Thursday, May 5, 2011

No "App" For What Matters

Apparently, to my amazement, there is an "app" (application, for the rubes among us; see my hand raised?) for damned near everything you can imagine. Any piece of information your little heart might desire to have, there's an "app" for it, accessible on these little devices called iPhones (which Steve Jobs, founder and CEO of Apple invented), or iPads which connect you to the Cloud of Unknowing called the wireless internet. You can access TV shows, games, news, video, movies (of course, why anyone would want to watch "Avatar" on such a tiny device is beyond me), even your friends.

Of course if you don't have friends, there's not an app for that, is there?

What if you're inherently anti-social (which a shocking number of people are)? Is there an app for a personality? Does having your own app make you a better person? Donald Trump has his very own app, which shouldn't surprise anyone. What should surprise us is that it doesn't try to fire the other apps. Does anyone believe he's a better person for it? Did anyone sane believe he was much of anything when he was building casinos and naming them after himself?

I was thinking the other day about a USA Today article from back in November 2010. We now have more connectivity that ever, it said. But we're also less connected than ever. I thought it was a curious irony then. I still do. Now I'm not knocking technology even though it seems that I am here.

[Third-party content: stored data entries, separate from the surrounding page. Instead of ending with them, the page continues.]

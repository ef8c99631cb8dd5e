//! HTTP surface of the portico host
//!
//! Serves the page shell and embedded assets, the assembled catalogue at
//! /config.json, and REST endpoints for app registration.

use std::sync::Arc;

use axum::{
    body::Body,
    extract::{Path, State},
    http::{header, Response, StatusCode},
    response::IntoResponse,
    routing::{delete, get},
    Json, Router,
};
use portico_catalogue::Tile;
use tokio::sync::RwLock;
use tower_http::cors::{Any, CorsLayer};

use crate::config::Settings;
use crate::embedded;
use crate::registry::{assemble_document, AppRegistry};

// Shared state
#[derive(Clone)]
pub struct AppState {
    pub settings: Arc<Settings>,
    pub registry: Arc<RwLock<AppRegistry>>,
}

impl AppState {
    /// State with the registry seeded from the settings' `[[apps]]` entries.
    pub fn new(settings: Settings) -> Self {
        let registry = AppRegistry::from_settings(&settings);
        Self {
            settings: Arc::new(settings),
            registry: Arc::new(RwLock::new(registry)),
        }
    }
}

/// Full application router: page shell, assets, catalogue, REST API
pub fn router(state: AppState) -> Router {
    let cors = CorsLayer::new()
        .allow_origin(Any)
        .allow_methods(Any)
        .allow_headers(Any);

    Router::new()
        .route("/", get(serve_index))
        .route("/config.js", get(serve_boot_js)) // Serve dynamic render parameters
        .route("/config.json", get(serve_catalogue))
        .route("/*path", get(serve_static))
        .nest("/api", api_router())
        .with_state(state)
        .layer(cors)
}

// Routes
pub fn api_router() -> Router<AppState> {
    Router::new()
        .route("/health", get(health_check))
        .route("/apps", get(list_apps).post(register_app))
        .route("/apps/:name", delete(deregister_app))
}

// Handlers

async fn health_check() -> Json<serde_json::Value> {
    Json(serde_json::json!({ "status": "ok", "version": env!("CARGO_PKG_VERSION") }))
}

async fn list_apps(State(state): State<AppState>) -> Json<serde_json::Value> {
    let apps = state.registry.read().await.tiles();
    Json(serde_json::json!({ "apps": apps }))
}

async fn register_app(State(state): State<AppState>, Json(tile): Json<Tile>) -> impl IntoResponse {
    let name = tile.get_str("name").unwrap_or_default().to_string();
    if state.registry.write().await.upsert(tile) {
        tracing::info!(name = %name, "Registered app");
        (
            StatusCode::OK,
            Json(serde_json::json!({ "name": name, "registered": true })),
        )
    } else {
        (
            StatusCode::BAD_REQUEST,
            Json(serde_json::json!({ "error": "app name is required" })),
        )
    }
}

async fn deregister_app(
    State(state): State<AppState>,
    Path(name): Path<String>,
) -> impl IntoResponse {
    if state.registry.write().await.remove(&name).is_some() {
        tracing::info!(name = %name, "Deregistered app");
        (
            StatusCode::OK,
            Json(serde_json::json!({ "name": name, "deleted": true })),
        )
    } else {
        (
            StatusCode::NOT_FOUND,
            Json(serde_json::json!({ "error": "app not found" })),
        )
    }
}

/// Serve the assembled catalogue as /config.json
///
/// Assembled per request and marked no-store; the next page load always sees
/// the current registry.
async fn serve_catalogue(State(state): State<AppState>) -> Response<Body> {
    let registry = state.registry.read().await;
    let doc = assemble_document(&state.settings, &registry);
    drop(registry);

    match doc.to_json() {
        Ok(body) => Response::builder()
            .status(StatusCode::OK)
            .header(header::CONTENT_TYPE, "application/json")
            .header(header::CACHE_CONTROL, "no-store")
            .body(Body::from(body))
            .unwrap(),
        Err(e) => {
            tracing::error!(error = %e, "Failed to serialize catalogue");
            Response::builder()
                .status(StatusCode::INTERNAL_SERVER_ERROR)
                .body(Body::from("catalogue serialization failed"))
                .unwrap()
        }
    }
}

/// Serve /config.js with the render parameters for the page shell
async fn serve_boot_js(State(state): State<AppState>) -> Response<Body> {
    let js = format!(
        "window.PORTICO = {{ columns: {} }};",
        state.settings.page.columns
    );
    Response::builder()
        .status(StatusCode::OK)
        .header(header::CONTENT_TYPE, "application/javascript")
        .body(Body::from(js))
        .unwrap()
}

/// Serve index.html at root
async fn serve_index() -> Response<Body> {
    match embedded::get_asset("index.html") {
        Some((data, mime)) => Response::builder()
            .status(StatusCode::OK)
            .header(header::CONTENT_TYPE, mime)
            .body(Body::from(data))
            .unwrap(),
        None => Response::builder()
            .status(StatusCode::NOT_FOUND)
            .body(Body::from("index.html not found"))
            .unwrap(),
    }
}

/// Serve embedded static file; unknown paths are a plain 404
async fn serve_static(Path(path): Path<String>) -> Response<Body> {
    match embedded::get_asset(&path) {
        Some((data, mime)) => {
            // Use application/javascript for .js files (override detected mime)
            let content_type = if std::path::Path::new(&path)
                .extension()
                .is_some_and(|ext| ext.eq_ignore_ascii_case("js"))
            {
                "application/javascript"
            } else {
                mime
            };

            Response::builder()
                .status(StatusCode::OK)
                .header(header::CONTENT_TYPE, content_type)
                .header(header::CACHE_CONTROL, "public, max-age=3600")
                .body(Body::from(data))
                .unwrap()
        }
        None => Response::builder()
            .status(StatusCode::NOT_FOUND)
            .body(Body::from("Not Found"))
            .unwrap(),
    }
}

Technology is an awe-inspiring thing. But like a lot of people, I worry about our technology getting the better of our humanity. Einstein worried about it. A good deal of sci-fi art and film and fiction is concerned with this, and not without reason. Because as I was reminded recently at a funeral, the things that matter can't be reduced to an icon on a computer, wireless or otherwise.
A man lost his wife at that funeral.
No app for that.
Two young men lost their mother.
No app for that.
A woman lost her sister.
No app for that.

All kinds of connectivity, but there's no app for connections, and no one can build it.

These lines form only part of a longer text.